Experience of Next Generation Sequencing in the Medicare Eligible Cancer Patient Population: Community Oncology Practice in Response to CMS Next Generation Sequencing Policy
Aug. 7, 2020
ORION by VieCure
Volume 1, Issue 2
Devan Birch, BS, Jeni Huggins, RN, BSN, OCN, Fred Ashbury, PhD
CMS made two groundbreaking decisions, in 2018 and 2020, respectively, that support the use of next generation sequencing (NGS) for patients with a late stage cancer diagnosis in the U.S. As these regulations expanded in 2020, we designed a study to determine the extent to which community oncologists applied the CMS policies and ordered next generation sequencing (NGS) for their eligible patients.
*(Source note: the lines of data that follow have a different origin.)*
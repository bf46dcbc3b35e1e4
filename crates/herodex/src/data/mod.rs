//! Data persistence
//!
//! Catalog types, key-value storage, and the favorite set.

pub mod favorites;
pub mod storage;
pub mod types;

// Re-export common types
pub use favorites::{FavoriteChange, FavoriteEvent, FavoriteStore, SubscriptionId};
pub use storage::{FileStorage, KeyValueStorage, MemoryStorage};
pub use types::{Hero, HeroPage, SummaryInformation};
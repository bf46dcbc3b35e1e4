//! Request types shared by catalog providers

use crate::config::pagination::{DEFAULT_CATEGORY, DEFAULT_LIMIT};
use crate::navigation::page::normalize_page;
use crate::navigation::query::QueryParams;

/// One page of the catalog listing to fetch
#[derive(Debug, Clone, PartialEq, Eq, Hash)]
pub struct PageRequest {
    /// 1-based page number, never 0
    pub page: u32,
    /// Heroes per page
    pub limit: u32,
    /// Category filter ("all", "hero", "villain", ...)
    pub category: String,
}

impl PageRequest {
    /// Create a request; page 0 is treated as page 1
    pub fn new(page: u32, limit: u32, category: impl Into<String>) -> Self {
        Self {
            page: page.max(1),
            limit,
            category: category.into(),
        }
    }

    /// Create a request for `page` with the default limit and category
    pub fn page(page: u32) -> Self {
        Self::new(page, DEFAULT_LIMIT, DEFAULT_CATEGORY)
    }

    /// Create a request from an unparsed page value such as a query string
    ///
    /// Anything that is not a positive integer means page 1.
    pub fn from_raw_page(raw: &str) -> Self {
        Self::page(normalize_page(Some(raw)))
    }

    /// Set the heroes-per-page limit
    pub fn with_limit(mut self, limit: u32) -> Self {
        self.limit = limit;
        self
    }

    /// Set the category filter
    pub fn with_category(mut self, category: impl Into<String>) -> Self {
        self.category = category.into();
        self
    }

    /// Number of heroes to skip
    pub fn offset(&self) -> u32 {
        (self.page - 1).saturating_mul(self.limit)
    }

    /// Query parameters sent to the catalog
    pub fn params(&self) -> Vec<(&'static str, String)> {
        vec![
            ("limit", self.limit.to_string()),
            ("offset", self.offset().to_string()),
            ("category", self.category.clone()),
        ]
    }
}

impl Default for PageRequest {
    fn default() -> Self {
        Self::page(1)
    }
}

/// Search filters, kept exactly as they appear in the URL
#[derive(Debug, Clone, Default, PartialEq, Eq, Hash)]
pub struct SearchParams {
    pub name: Option<String>,
    /// Minimum strength, forwarded as text
    pub strength: Option<String>,
}

impl SearchParams {
    pub fn new() -> Self {
        Self::default()
    }

    pub fn name(mut self, name: impl Into<String>) -> Self {
        self.name = Some(name.into());
        self
    }

    pub fn strength(mut self, strength: impl Into<String>) -> Self {
        self.strength = Some(strength.into());
        self
    }

    /// Read `name` and `strength` from query state
    pub fn from_query(query: &dyn QueryParams) -> Self {
        Self {
            name: query.get_param("name"),
            strength: query.get_param("strength"),
        }
    }

    /// Query parameters sent to the catalog; absent filters are omitted
    pub fn params(&self) -> Vec<(&'static str, String)> {
        let mut params = Vec::new();
        if let Some(name) = &self.name {
            params.push(("name", name.clone()));
        }
        if let Some(strength) = &self.strength {
            params.push(("strength", strength.clone()));
        }
        params
    }
}
//! Configuration for herodex services
//!
//! Compile-time defaults live in the nested modules; [`Config`] carries the
//! values that can be overridden from the environment at startup.

use std::env;
use std::path::PathBuf;

use tracing::{debug, info};

use crate::data::storage;
use crate::error::Result;

/// Application metadata
pub mod app {
    /// Application name (used for config directory, etc.)
    pub const NAME: &str = "herodex";
}

/// Catalog API configuration
pub mod api {
    /// Default catalog server, used when `HERODEX_API_URL` is not set
    pub const DEFAULT_BASE_URL: &str = "http://localhost:3001";

    /// Path of the heroes resource, relative to the base URL
    pub const HEROES_PATH: &str = "/api/heroes";

    /// Path of the image directory, relative to the base URL
    pub const IMAGES_PATH: &str = "/images";

    /// Environment variable overriding the base URL
    pub const BASE_URL_ENV: &str = "HERODEX_API_URL";
}

/// Network-related configuration
pub mod network {
    /// User agent for HTTP requests
    pub const USER_AGENT: &str = concat!("Herodex/", env!("CARGO_PKG_VERSION"));

    /// Connection timeout in seconds
    pub const CONNECT_TIMEOUT_SECS: u64 = 10;

    /// Read timeout in seconds
    pub const READ_TIMEOUT_SECS: u64 = 30;
}

/// Favorites persistence
pub mod favorites {
    /// Storage key holding the serialized favorite set
    pub const STORAGE_KEY: &str = "favorites";

    /// Environment variable overriding the data directory
    pub const DATA_DIR_ENV: &str = "HERODEX_DATA_DIR";
}

/// Pagination defaults
pub mod pagination {
    /// Query parameter carrying the current page
    pub const PAGE_PARAM: &str = "page";

    /// Heroes per page when the caller does not specify a limit
    pub const DEFAULT_LIMIT: u32 = 6;

    /// Category requested when the caller does not specify one
    pub const DEFAULT_CATEGORY: &str = "all";

    /// Maximum number of page buttons rendered by a pagination control
    pub const MAX_PAGE_BUTTONS: u32 = 7;
}

/// Query cache configuration
pub mod queries {
    /// How long a successful hero list stays fresh (seconds)
    pub const PAGE_STALE_SECS: u64 = 5 * 60;

    /// How long a successful summary stays fresh (seconds)
    pub const SUMMARY_STALE_SECS: u64 = 60;

    /// Entries kept per query cache before the oldest is evicted
    pub const MAX_CACHED_QUERIES: usize = 100;
}

/// Runtime configuration
#[derive(Debug, Clone, PartialEq, Eq)]
pub struct Config {
    /// Catalog server base URL, without a trailing slash
    pub api_base_url: String,
    /// Directory holding persisted client state
    pub data_dir: PathBuf,
}

impl Config {
    /// Load configuration from the environment, falling back to defaults
    pub fn load() -> Result<Self> {
        let api_base_url = match env::var(api::BASE_URL_ENV) {
            Ok(url) if !url.trim().is_empty() => url,
            _ => {
                info!(
                    "{} not set, using default: {}",
                    api::BASE_URL_ENV,
                    api::DEFAULT_BASE_URL
                );
                api::DEFAULT_BASE_URL.to_string()
            }
        };

        let data_dir = match env::var(favorites::DATA_DIR_ENV) {
            Ok(dir) if !dir.trim().is_empty() => PathBuf::from(dir),
            _ => storage::config_dir()?,
        };
        debug!(?data_dir, "resolved data directory");

        Ok(Self::new(api_base_url, data_dir))
    }

    /// Build a configuration from explicit values
    pub fn new(api_base_url: impl Into<String>, data_dir: impl Into<PathBuf>) -> Self {
        Self {
            api_base_url: api_base_url.into().trim_end_matches('/').to_string(),
            data_dir: data_dir.into(),
        }
    }

    /// Override the catalog base URL
    pub fn with_api_base_url(mut self, url: impl Into<String>) -> Self {
        self.api_base_url = url.into().trim_end_matches('/').to_string();
        self
    }

    /// Override the data directory
    pub fn with_data_dir(mut self, dir: impl Into<PathBuf>) -> Self {
        self.data_dir = dir.into();
        self
    }
}

#[cfg(test)]
mod tests {
    use super::*;

    #[test]
    fn test_new_trims_trailing_slash() {
        let config = Config::new("http://localhost:3001/", "/tmp/herodex");
        assert_eq!(config.api_base_url, "http://localhost:3001");
    }

    #[test]
    fn test_overrides() {
        let config = Config::new(api::DEFAULT_BASE_URL, "/tmp/a")
            .with_api_base_url("https://heroes.example.com//")
            .with_data_dir("/tmp/b");
        assert_eq!(config.api_base_url, "https://heroes.example.com");
        assert_eq!(config.data_dir, PathBuf::from("/tmp/b"));
    }

    #[test]
    fn test_pagination_defaults() {
        assert_eq!(pagination::DEFAULT_LIMIT, 6);
        assert_eq!(pagination::DEFAULT_CATEGORY, "all");
        assert_eq!(pagination::PAGE_PARAM, "page");
    }
}
use thiserror::Error;

#[derive(Debug, Error)]
pub enum ClientError {
    /// Listing conversations failed. Fatal: without a list there is
    /// nothing to sync against.
    #[error("failed to list conversations for agent {agent_id}: {reason}")]
    SourceList { agent_id: String, reason: String },

    /// One conversation's full fetch failed; scoped to that conversation.
    #[error("failed to fetch conversation {conversation_id}: {reason}")]
    Fetch {
        conversation_id: String,
        reason: String,
    },

    /// Tuner rejected one call or could not be reached; scoped to that
    /// conversation. No protocol-level retry.
    #[error("failed to submit call {call_id}: {reason}")]
    Submission { call_id: String, reason: String },
}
We abstracted data from progress notes, pathology reports, NGS reports, and other related documentation in a community oncology practice of eight oncologists to determine if eligibile patients’ tumors were sequenced.
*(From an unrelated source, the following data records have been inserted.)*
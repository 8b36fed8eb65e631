use crate::turn::RawTurn;
use serde::{Deserialize, Serialize};
use serde_json::{Map, Value};

// ── ElevenLabs conversation models ──

/// One item of the conversation list response. Only the id and start time
/// matter for window filtering; the rest of the summary is ignored.
#[derive(Debug, Serialize, Deserialize, Clone)]
pub struct ConversationSummary {
    pub conversation_id: String,
    #[serde(default)]
    pub start_time_unix_secs: Option<i64>,
}

#[derive(Debug, Serialize, Deserialize, Clone, Default)]
pub struct PhoneCall {
    #[serde(default)]
    pub external_number: Option<String>,
    #[serde(flatten)]
    pub extra: Map<String, Value>,
}

#[derive(Debug, Serialize, Deserialize, Clone, Default)]
pub struct Charging {
    #[serde(default)]
    pub llm_price: Option<f64>,
    #[serde(flatten)]
    pub extra: Map<String, Value>,
}

/// Call-level metadata from the conversation GET response. Fields we do not
/// interpret stay in `extra` and are forwarded to Tuner verbatim inside
/// `general_meta_data_raw`.
#[derive(Debug, Serialize, Deserialize, Clone, Default)]
pub struct ConversationMetadata {
    #[serde(default, skip_serializing_if = "Option::is_none")]
    pub start_time_unix_secs: Option<i64>,
    #[serde(default, skip_serializing_if = "Option::is_none")]
    pub call_duration_secs: Option<f64>,
    #[serde(default, skip_serializing_if = "Option::is_none")]
    pub termination_reason: Option<String>,
    #[serde(default, skip_serializing_if = "Option::is_none")]
    pub phone_call: Option<PhoneCall>,
    #[serde(default, skip_serializing_if = "Option::is_none")]
    pub charging: Option<Charging>,
    #[serde(flatten)]
    pub extra: Map<String, Value>,
}

/// Full conversation record. `recording_url` is not part of the GET
/// response; the client attaches it after probing the audio endpoint.
#[derive(Debug, Serialize, Deserialize, Clone)]
pub struct Conversation {
    pub conversation_id: String,
    #[serde(default)]
    pub status: Option<String>,
    #[serde(default)]
    pub transcript: Vec<RawTurn>,
    #[serde(default)]
    pub metadata: Option<ConversationMetadata>,
    #[serde(default)]
    pub analysis: Option<Value>,
    #[serde(default)]
    pub recording_url: Option<String>,
}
Eligible patients included:
Medicare eligible (over the age of 65)
Actively being treated at the respective cancer center
Stage III or IV disease
Diagnosis of lung, colon, prostate, pancreatic, breast, renal, gastric, esophageal, bladder, ovarian cancer, or melanoma
These criteria yielded a sample of 199 patients.
Conclusions: Adoption of NGS Testing in the Community Oncology Setting
Our study revealed low compliance rates for NGS testing in eligible patients.
Potential Reasons for the Delay in Uptake of NGS Testing:
Testing is still relatively new CMS announced various NGS approvals as recently as 2018 and 2020.
Interpreting results is challenging Complex, lengthy and complicated results require significant time to interpret.
Testing is not easy to do Determining patients eligibility in real-time is beyond provider capability.
Limited knowledge of NGS among providers Existing workload and rapid advancement prevent oncologists from having the necessary time to thoroughly understand NGS testing and available targeted therapies.